Mais le plus important au final reste quand même la journée du samedi. Debout à 3h45 après une nuit de sommeil relativement courte mais plutôt bien passée pour la dernière avant un grand événement. Déjeuner, crème solaire, enfilage des combinaisons, passage au toilette, voiture-navette jusqu’au départ, marquage des numéros sur les avant-bras, et enfin le check que le vélo tient la forme après l’orage de la nuit. Il me reste une bonne heure trente quand tout est terminé ; le temps de me poser dans l’herbe à observer le soleil se lever sur la zone de transition un peu à l’écart. La journée s’annonce belle. Certainement chaude du coup, mais belle. Pas de stress me dis-je et ça ira bien.

Une fois les pros partis, je me dépêche par contre de rentrer dans l’eau. Pas au point de taper pour prendre en premier les escaliers (hé calme, c’est encore long) mais quand même dans les trente premiers et suffisamment tôt pour rejoindre la ligne de départ sur la front-line. Il reste plus d’un quart d’heure à attendre mais l’eau est chaude et l’ambiance calme et sympathique. Ça discute pas mal et pas tout à fait comme sur les courses d’habitude.

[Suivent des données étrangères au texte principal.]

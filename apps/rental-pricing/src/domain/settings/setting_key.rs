//! Known business setting keys.

use std::fmt;
use std::str::FromStr;

use serde::{Deserialize, Serialize};

use crate::domain::shared::DomainError;

/// Which stored column a setting reads.
#[derive(Debug, Clone, Copy, PartialEq, Eq, Hash, Serialize, Deserialize)]
#[serde(rename_all = "snake_case")]
pub enum SettingColumn {
    /// `value_percent`, stored as 0-100 and divided by 100 on load.
    Percent,
    /// `value_aed`, a flat currency amount.
    Aed,
}

impl SettingColumn {
    /// Column name in the settings table.
    #[must_use]
    pub const fn column_name(&self) -> &'static str {
        match self {
            Self::Percent => "value_percent",
            Self::Aed => "value_aed",
        }
    }
}

/// The five settings the pricing calculator reads.
#[derive(Debug, Clone, Copy, PartialEq, Eq, Hash, Serialize, Deserialize)]
#[serde(rename_all = "snake_case")]
pub enum SettingKey {
    /// `investor_profit_rate`
    InvestorProfitRate,
    /// `risk_provision`
    RiskProvision,
    /// `payment_gateway_fee`
    PaymentGatewayFee,
    /// `target_margin`
    TargetMargin,
    /// `logistics_buffer`
    LogisticsBuffer,
}

impl SettingKey {
    /// All keys, in the order the settings screen lists them.
    pub const ALL: [Self; 5] = [
        Self::InvestorProfitRate,
        Self::RiskProvision,
        Self::PaymentGatewayFee,
        Self::TargetMargin,
        Self::LogisticsBuffer,
    ];

    /// Storage key (`setting_key` column).
    #[must_use]
    pub const fn as_str(&self) -> &'static str {
        match self {
            Self::InvestorProfitRate => "investor_profit_rate",
            Self::RiskProvision => "risk_provision",
            Self::PaymentGatewayFee => "payment_gateway_fee",
            Self::TargetMargin => "target_margin",
            Self::LogisticsBuffer => "logistics_buffer",
        }
    }

    /// Human-readable name.
    #[must_use]
    pub const fn display_name(&self) -> &'static str {
        match self {
            Self::InvestorProfitRate => "Investor Profit Rate",
            Self::RiskProvision => "Risk Provision",
            Self::PaymentGatewayFee => "Payment Gateway Fee",
            Self::TargetMargin => "Target Margin",
            Self::LogisticsBuffer => "Logistics Buffer",
        }
    }

    /// Column this key's value lives in.
    #[must_use]
    pub const fn column(&self) -> SettingColumn {
        match self {
            Self::LogisticsBuffer => SettingColumn::Aed,
            _ => SettingColumn::Percent,
        }
    }

    /// Default in stored units (percent for rates, AED for the buffer).
    #[must_use]
    pub const fn default_stored_value(&self) -> f64 {
        match self {
            Self::InvestorProfitRate => 15.0,
            Self::RiskProvision => 5.0,
            Self::PaymentGatewayFee => 2.5,
            Self::TargetMargin => 30.0,
            Self::LogisticsBuffer => 500.0,
        }
    }

    /// Convert a stored value to the unit the calculator uses.
    #[must_use]
    pub fn to_engine_value(&self, stored: f64) -> f64 {
        match self.column() {
            SettingColumn::Percent => stored / 100.0,
            SettingColumn::Aed => stored,
        }
    }
}

impl fmt::Display for SettingKey {
    fn fmt(&self, f: &mut fmt::Formatter<'_>) -> fmt::Result {
        f.write_str(self.as_str())
    }
}

impl FromStr for SettingKey {
    type Err = DomainError;

    fn from_str(s: &str) -> Result<Self, Self::Err> {
        Self::ALL
            .into_iter()
            .find(|key| key.as_str() == s)
            .ok_or_else(|| DomainError::InvalidValue {
                field: "setting_key".to_string(),
                message: format!("unknown setting key '{s}'"),
            })
    }
}

#[cfg(test)]
mod tests {
    use super::*;
    use test_case::test_case;

    #[test_case(SettingKey::InvestorProfitRate, "investor_profit_rate", SettingColumn::Percent)]
    #[test_case(SettingKey::RiskProvision, "risk_provision", SettingColumn::Percent)]
    #[test_case(SettingKey::PaymentGatewayFee, "payment_gateway_fee", SettingColumn::Percent)]
    #[test_case(SettingKey::TargetMargin, "target_margin", SettingColumn::Percent)]
    #[test_case(SettingKey::LogisticsBuffer, "logistics_buffer", SettingColumn::Aed)]
    fn key_storage_and_column(key: SettingKey, stored: &str, column: SettingColumn) {
        assert_eq!(key.as_str(), stored);
        assert_eq!(key.column(), column);
        assert_eq!(stored.parse::<SettingKey>().unwrap(), key);
    }

    #[test]
    fn unknown_key_fails_to_parse() {
        let err = "monthly_discount".parse::<SettingKey>().unwrap_err();
        assert!(err.to_string().contains("monthly_discount"));
    }

    #[test]
    fn percent_values_are_divided() {
        assert_eq!(SettingKey::PaymentGatewayFee.to_engine_value(2.5), 0.025);
        assert_eq!(SettingKey::LogisticsBuffer.to_engine_value(750.0), 750.0);
    }

    #[test]
    fn serde_uses_storage_keys() {
        for key in SettingKey::ALL {
            let json = serde_json::to_string(&key).unwrap();
            assert_eq!(json, format!("\"{}\"", key.as_str()));
        }
    }

    #[test]
    fn column_names() {
        assert_eq!(SettingColumn::Percent.column_name(), "value_percent");
        assert_eq!(SettingColumn::Aed.column_name(), "value_aed");
    }
}
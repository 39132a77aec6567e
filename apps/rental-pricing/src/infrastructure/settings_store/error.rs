//! Supabase-specific error types.

use thiserror::Error;

use crate::application::ports::SettingsError;

/// Errors from the Supabase adapter.
#[derive(Debug, Error, Clone, PartialEq, Eq)]
pub enum SupabaseError {
    /// Adapter is missing its URL or API key.
    #[error("Supabase adapter not configured: {0}")]
    NotConfigured(String),

    /// Request never got a response.
    #[error("Network error: {0}")]
    Network(String),

    /// Credentials rejected or row-level security denied the read.
    #[error("Access denied (status {status}): {message}")]
    Unauthorized {
        /// HTTP status.
        status: u16,
        /// Error message from the API.
        message: String,
    },

    /// API returned an error.
    #[error("API error (status {status}): {message}")]
    Api {
        /// HTTP status.
        status: u16,
        /// Error message from the API.
        message: String,
    },

    /// JSON parsing error.
    #[error("JSON parsing error: {0}")]
    JsonParse(String),
}

impl From<SupabaseError> for SettingsError {
    fn from(err: SupabaseError) -> Self {
        match err {
            SupabaseError::NotConfigured(message) | SupabaseError::Network(message) => {
                Self::Unavailable { message }
            }
            SupabaseError::Unauthorized { message, .. } => Self::PermissionDenied { message },
            SupabaseError::Api { status, message } => Self::Store { status, message },
            SupabaseError::JsonParse(message) => Self::Decode { message },
        }
    }
}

La question classique du « tu comptes nager en combien ? » à laquelle je réponds avec mon temps de qualification de 48’30 à Francfort et un « 52’ ici peut-être » ne reçoit pas l’étonnement usuel en retour mais un « cool, on peut nager ensemble » de 3 sur les 4 autour de moi. Hum, OK, tant mieux si je peux aussi drafter un peu pour une fois. Moins de cinq minutes avant le départ, je me décale finalement un peu à gauche pour ne pas rester à côté du nouveau qui nous a rejoint et m’a déjà tapé trois fois sur l’épaule et deux fois dans mon tendon d’Achille. J’ai envie de lui dire, écoute t’es gentil mais t’es probablement là pour plus de 9h, alors si tu veux me faire chier pour 30s sur la natation, garde-les.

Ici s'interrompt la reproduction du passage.